Even the city's architecture plays into Mizoguchi's critique: he captures the more reflective objects in the film -- metal, glasses -- in flares that give the movie an Art Deco leaning, a contemporary aesthetic that clashes with the traditional format of Japanese architecture. In doing so, the director reveals how antiquated those designs have become, and ties that back into the men, who sit inside their houses made of paper and flimsy wood as kings of their own domain. To Mizoguchi, they look scarcely more than petulant boys building a homemade fort with a "no girls" sign on it. It's all an illusion, he's saying, and one that requires so little effort to puncture though no one ever does.

Ayako, whether she fully realizes it or not, attempts to shatter this illusion, buying makeup and hats and smoking cigarettes without a care for how she's viewed. Earlier, at the theater, we saw the female character in the play performed by a male-controlled puppet, and Ayako attempts to step outside this even as she turns to an occupation that relies entirely and openly on male dominance over women. Ironically, the punishment she receives for leaving traditional society is ostracism when a vengeful Fujino reports her to the authorities; faced with a tarted-up Ayako who represents the glaring contradiction between the ideals of propriety her father, brother and boyfriend place upon her and the effects of their lascivious tastes, the men abandon her. Thrown out on the streets where she was already making her new living.

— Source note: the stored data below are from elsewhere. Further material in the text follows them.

use actix_web::{HttpRequest, HttpResponse, Result as ActixResult};
use std::collections::HashMap;
use std::sync::Arc;

use super::GradeService;
use crate::config::AppConfig;
use crate::errors::SchoolSystemError;
use crate::models::{
    ApiResponse, ErrorCode,
    auth::CurrentUser,
    grades::{
        entities::Grade,
        requests::{BatchGradeRequest, RecordGradeRequest},
        responses::{BatchGradeFailure, BatchGradeResponse},
    },
    permissions::codes,
};
use crate::services::teachers::access::own_teacher;
use crate::services::{bad_request, current_user, forbidden, internal_error, storage_error};
use crate::storage::Storage;
use crate::utils::grading::build_grade_record;

/// 单条录入失败的原因
enum RecordFailure {
    Invalid(String),
    Forbidden(String),
    Storage(SchoolSystemError),
}

impl RecordFailure {
    fn reason(&self) -> String {
        match self {
            RecordFailure::Invalid(msg) | RecordFailure::Forbidden(msg) => msg.clone(),
            RecordFailure::Storage(e) => e.message().to_string(),
        }
    }

    fn into_response(self) -> HttpResponse {
        match self {
            RecordFailure::Invalid(msg) => bad_request(ErrorCode::GradeInvalidScore, msg),
            RecordFailure::Forbidden(msg) => forbidden(msg),
            RecordFailure::Storage(e) => storage_error(
                e,
                ErrorCode::EnrollmentNotFound,
                ErrorCode::GradeEnrollmentNotApproved,
                "录入成绩失败",
            ),
        }
    }
}

/// 录入人的身份：管理者可录入任意开课，教师只能录入本人讲授的开课
struct Recorder {
    principal: CurrentUser,
    teacher_id: Option<i64>,
    offering_teachers: HashMap<i64, i64>,
}

impl Recorder {
    async fn new(storage: &Arc<dyn Storage>, principal: CurrentUser) -> ActixResult<Self> {
        let teacher_id = if principal.has_permission(&[codes::GRADE_MANAGE]) {
            None
        } else {
            own_teacher(storage, &principal).await?.map(|t| t.teacher.id)
        };
        Ok(Self {
            principal,
            teacher_id,
            offering_teachers: HashMap::new(),
        })
    }

    async fn check(
        &mut self,
        storage: &Arc<dyn Storage>,
        enrollment_id: i64,
    ) -> Result<(), RecordFailure> {
        if self.principal.has_permission(&[codes::GRADE_MANAGE]) {
            return Ok(());
        }
        let Some(teacher_id) = self.teacher_id else {
            return Err(RecordFailure::Forbidden("只有任课教师可以录入成绩".to_string()));
        };

        let enrollment = storage
            .get_enrollment_by_id(enrollment_id)
            .await
            .map_err(RecordFailure::Storage)?
            .ok_or_else(|| {
                RecordFailure::Storage(SchoolSystemError::not_found(format!(
                    "选课记录 {enrollment_id} 不存在"
                )))
            })?;

        let owner = match self.offering_teachers.get(&enrollment.offering_id) {
            Some(owner) => *owner,
            None => {
                let offering = storage
                    .get_offering_by_id(enrollment.offering_id)
                    .await
                    .map_err(RecordFailure::Storage)?
                    .ok_or_else(|| {
                        RecordFailure::Storage(SchoolSystemError::not_found("开课不存在"))
                    })?;
                self.offering_teachers
                    .insert(enrollment.offering_id, offering.teacher_id);
                offering.teacher_id
            }
        };

        if owner != teacher_id {
            return Err(RecordFailure::Forbidden(
                "只能录入本人讲授课程的成绩".to_string(),
            ));
        }
        Ok(())
    }

    async fn record(
        &mut self,
        storage: &Arc<dyn Storage>,
        enrollment_id: i64,
        scores: &RecordGradeRequest,
    ) -> Result<Grade, RecordFailure> {
        let record = build_grade_record(
            scores,
            AppConfig::get().academic.usual_weight,
            self.principal.id(),
        )
        .map_err(RecordFailure::Invalid)?;
        self.check(storage, enrollment_id).await?;
        storage
            .upsert_grade(enrollment_id, record)
            .await
            .map_err(RecordFailure::Storage)
    }
}

pub async fn record_grade(
    service: &GradeService,
    enrollment_id: i64,
    scores: RecordGradeRequest,
    request: &HttpRequest,
) -> ActixResult<HttpResponse> {
    let principal = current_user(request)?;
    let storage = service.get_storage(request)?;
    let mut recorder = Recorder::new(&storage, principal).await?;

    match recorder.record(&storage, enrollment_id, &scores).await {
        Ok(grade) => Ok(HttpResponse::Ok().json(ApiResponse::success(grade, "成绩录入成功"))),
        Err(failure) => Ok(failure.into_response()),
    }
}

/// 逐条录入，单条失败不影响其余记录
pub async fn batch_update(
    service: &GradeService,
    batch: BatchGradeRequest,
    request: &HttpRequest,
) -> ActixResult<HttpResponse> {
    if batch.grades.is_empty() {
        return Ok(bad_request(ErrorCode::BadRequest, "grades 不能为空"));
    }
    let principal = current_user(request)?;
    let storage = service.get_storage(request)?;
    let mut recorder = Recorder::new(&storage, principal).await?;

    let mut result = BatchGradeResponse {
        updated: 0,
        failed: Vec::new(),
    };
    for item in batch.grades {
        match recorder.record(&storage, item.enrollment_id, &item.scores).await {
            Ok(_) => result.updated += 1,
            Err(RecordFailure::Storage(e)) if !is_business_error(&e) => {
                return Ok(internal_error("批量录入成绩失败", e));
            }
            Err(failure) => result.failed.push(BatchGradeFailure {
                enrollment_id: item.enrollment_id,
                reason: failure.reason(),
            }),
        }
    }

    Ok(HttpResponse::Ok().json(ApiResponse::success(result, "批量录入完成")))
}

fn is_business_error(e: &SchoolSystemError) -> bool {
    matches!(
        e,
        SchoolSystemError::NotFound(_)
            | SchoolSystemError::Conflict(_)
            | SchoolSystemError::Validation(_)
    )
}
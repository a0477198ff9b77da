//! 角色实体

use sea_orm::entity::prelude::*;

use super::to_datetime;

#[derive(Clone, Debug, PartialEq, DeriveEntityModel)]
#[sea_orm(table_name = "roles")]
pub struct Model {
    #[sea_orm(primary_key)]
    pub id: i64,
    #[sea_orm(unique)]
    pub role_name: String,
    #[sea_orm(unique)]
    pub role_code: String,
    pub description: Option<String>,
    pub status: bool,
    pub created_at: i64,
    pub updated_at: i64,
}

#[derive(Copy, Clone, Debug, EnumIter, DeriveRelation)]
pub enum Relation {
    #[sea_orm(has_many = "super::user_roles::Entity")]
    UserRoles,
    #[sea_orm(has_many = "super::role_permissions::Entity")]
    RolePermissions,
}

impl Related<super::user_roles::Entity> for Entity {
    fn to() -> RelationDef {
        Relation::UserRoles.def()
    }
}

impl Related<super::role_permissions::Entity> for Entity {
    fn to() -> RelationDef {
        Relation::RolePermissions.def()
    }
}

impl Related<super::permissions::Entity> for Entity {
    fn to() -> RelationDef {
        super::role_permissions::Relation::Permission.def()
    }

    fn via() -> Option<RelationDef> {
        Some(super::role_permissions::Relation::Role.def().rev())
    }
}

impl ActiveModelBehavior for ActiveModel {}

impl Model {
    pub fn into_role(self) -> crate::models::roles::entities::Role {
        crate::models::roles::entities::Role {
            id: self.id,
            role_name: self.role_name,
            role_code: self.role_code,
            description: self.description,
            status: self.status,
            created_at: to_datetime(self.created_at),
            updated_at: to_datetime(self.updated_at),
        }
    }
}
//! 成绩计算：总评、绩点、等级与 GPA

use crate::models::grades::entities::GradeRecord;
use crate::models::grades::requests::RecordGradeRequest;

pub const PASS_SCORE: f64 = 60.0;

pub fn round2(value: f64) -> f64 {
    (value * 100.0).round() / 100.0
}

/// 分数必须是 [0, 100] 内的有限数
pub fn validate_score(name: &str, value: Option<f64>) -> Result<(), String> {
    match value {
        Some(v) if !v.is_finite() || !(0.0..=100.0).contains(&v) => {
            Err(format!("{name} 必须在 0 到 100 之间"))
        }
        _ => Ok(()),
    }
}

/// 总评成绩：显式给出则直接使用，否则由平时与考试成绩按权重计算
pub fn compute_final_score(
    usual: Option<f64>,
    exam: Option<f64>,
    explicit_final: Option<f64>,
    usual_weight: f64,
) -> Option<f64> {
    if let Some(final_score) = explicit_final {
        return Some(round2(final_score));
    }
    match (usual, exam) {
        (Some(u), Some(e)) => Some(round2(u * usual_weight + e * (1.0 - usual_weight))),
        _ => None,
    }
}

/// 五级制字母与绩点
pub fn letter_and_point(final_score: f64) -> (&'static str, f64) {
    match final_score {
        s if s >= 90.0 => ("A", 4.0),
        s if s >= 80.0 => ("B", 3.0),
        s if s >= 70.0 => ("C", 2.0),
        s if s >= PASS_SCORE => ("D", 1.0),
        _ => ("F", 0.0),
    }
}

/// 成绩单等级
pub fn level_label(final_score: Option<f64>) -> &'static str {
    match final_score {
        None => "ungraded",
        Some(s) if s >= 90.0 => "excellent",
        Some(s) if s >= 80.0 => "good",
        Some(s) if s >= 70.0 => "medium",
        Some(s) if s >= PASS_SCORE => "pass",
        Some(_) => "fail",
    }
}

/// 校验录入请求并生成入库记录
pub fn build_grade_record(
    req: &RecordGradeRequest,
    usual_weight: f64,
    recorded_by: i64,
) -> Result<GradeRecord, String> {
    validate_score("平时成绩", req.usual_score)?;
    validate_score("考试成绩", req.exam_score)?;
    validate_score("总评成绩", req.final_score)?;
    if req.usual_score.is_none() && req.exam_score.is_none() && req.final_score.is_none() {
        return Err("至少需要提供一项成绩".to_string());
    }

    let final_score = compute_final_score(
        req.usual_score,
        req.exam_score,
        req.final_score,
        usual_weight,
    );
    let (letter_grade, grade_point) = match final_score {
        Some(score) => {
            let (letter, point) = letter_and_point(score);
            (Some(letter.to_string()), Some(point))
        }
        None => (None, None),
    };

    Ok(GradeRecord {
        usual_score: req.usual_score,
        exam_score: req.exam_score,
        final_score,
        grade_point,
        letter_grade,
        recorded_by: Some(recorded_by),
    })
}

/// 学分绩汇总
#[derive(Debug, Clone, Copy, PartialEq, Default)]
pub struct CreditSummary {
    pub gpa: f64,
    pub total_credits: f64,
    pub earned_credits: f64,
    pub graded_courses: u64,
}

/// 输入为 (学分, 总评, 绩点)；未出总评的课程不计入
pub fn summarize_credits<I>(entries: I) -> CreditSummary
where
    I: IntoIterator<Item = (f64, Option<f64>, Option<f64>)>,
{
    let mut weighted = 0.0;
    let mut summary = CreditSummary::default();

    for (credits, final_score, grade_point) in entries {
        let Some(score) = final_score else {
            continue;
        };
        let point = grade_point.unwrap_or_else(|| letter_and_point(score).1);
        summary.graded_courses += 1;
        summary.total_credits += credits;
        weighted += credits * point;
        if score >= PASS_SCORE {
            summary.earned_credits += credits;
        }
    }

    if summary.total_credits > 0.0 {
        summary.gpa = round2(weighted / summary.total_credits);
    }
    summary.total_credits = round2(summary.total_credits);
    summary.earned_credits = round2(summary.earned_credits);
    summary
}

#[cfg(test)]
mod tests {
    use super::*;

    fn request(usual: Option<f64>, exam: Option<f64>, final_score: Option<f64>) -> RecordGradeRequest {
        RecordGradeRequest {
            usual_score: usual,
            exam_score: exam,
            final_score,
        }
    }

    #[test]
    fn test_final_score_weighted() {
        assert_eq!(compute_final_score(Some(80.0), Some(90.0), None, 0.3), Some(87.0));
        assert_eq!(compute_final_score(Some(85.5), Some(77.3), None, 0.3), Some(79.76));
        assert_eq!(compute_final_score(Some(80.0), None, None, 0.3), None);
    }

    #[test]
    fn test_explicit_final_wins() {
        assert_eq!(compute_final_score(Some(10.0), Some(10.0), Some(95.0), 0.3), Some(95.0));
    }

    #[test]
    fn test_letter_bands() {
        assert_eq!(letter_and_point(90.0), ("A", 4.0));
        assert_eq!(letter_and_point(89.99), ("B", 3.0));
        assert_eq!(letter_and_point(70.0), ("C", 2.0));
        assert_eq!(letter_and_point(60.0), ("D", 1.0));
        assert_eq!(letter_and_point(59.9), ("F", 0.0));
    }

    #[test]
    fn test_level_labels() {
        assert_eq!(level_label(Some(95.0)), "excellent");
        assert_eq!(level_label(Some(81.0)), "good");
        assert_eq!(level_label(Some(75.0)), "medium");
        assert_eq!(level_label(Some(60.0)), "pass");
        assert_eq!(level_label(Some(12.0)), "fail");
        assert_eq!(level_label(None), "ungraded");
    }

    #[test]
    fn test_build_record_rejects_out_of_range() {
        assert!(build_grade_record(&request(Some(101.0), None, None), 0.3, 1).is_err());
        assert!(build_grade_record(&request(None, Some(-1.0), None), 0.3, 1).is_err());
        assert!(build_grade_record(&request(None, None, Some(f64::NAN)), 0.3, 1).is_err());
        assert!(build_grade_record(&request(None, None, None), 0.3, 1).is_err());
    }

    #[test]
    fn test_build_record_derives_letter() {
        let record = build_grade_record(&request(Some(70.0), Some(60.0), None), 0.3, 7).unwrap();
        assert_eq!(record.final_score, Some(63.0));
        assert_eq!(record.letter_grade.as_deref(), Some("D"));
        assert_eq!(record.grade_point, Some(1.0));
        assert_eq!(record.recorded_by, Some(7));

        let partial = build_grade_record(&request(Some(70.0), None, None), 0.3, 7).unwrap();
        assert_eq!(partial.final_score, None);
        assert_eq!(partial.letter_grade, None);
    }

    #[test]
    fn test_summarize_credits() {
        let summary = summarize_credits(vec![
            (4.0, Some(92.0), Some(4.0)),
            (2.0, Some(55.0), Some(0.0)),
            (3.0, None, None),
        ]);
        assert_eq!(summary.graded_courses, 2);
        assert_eq!(summary.total_credits, 6.0);
        assert_eq!(summary.earned_credits, 4.0);
        assert_eq!(summary.gpa, 2.67);
    }

    #[test]
    fn test_summarize_empty() {
        let summary = summarize_credits(Vec::new());
        assert_eq!(summary, CreditSummary::default());
    }
}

Osaka Elegy has its flaws: it's a bit on-the-nose, it could stand to spend more time than its spare 71 minutes further exploring its bountiful ideas and, gorgeous and meticulous as the aesthetic is, it wobbles uncertainly at times between the objectivity of its long takes and deep focus and a more sympathetic visual style (both perfectly valid, but sharply contrasting). Holding these quibbles against the film, however, seems a waste of time -- besides, criticizing it for not going far enough with its themes ignores the fact that Mizoguchi would re-examine them constantly for most of his career. In the end, all that's left is a reflection of those early neon signs, a sign that, through banishment, Ayako may more easily move into the modern Japan. She does so with such gusto that, as she walks toward the camera with conviction in the final shot, Mizoguchi pulls back, as if afraid. Hell hath no fury indeed.



*At least I think it's his 56th. Even Mizoguchi didn't recall all of the films he made, and the vast majority of his silents and his early talkies were lost. I went by this list here.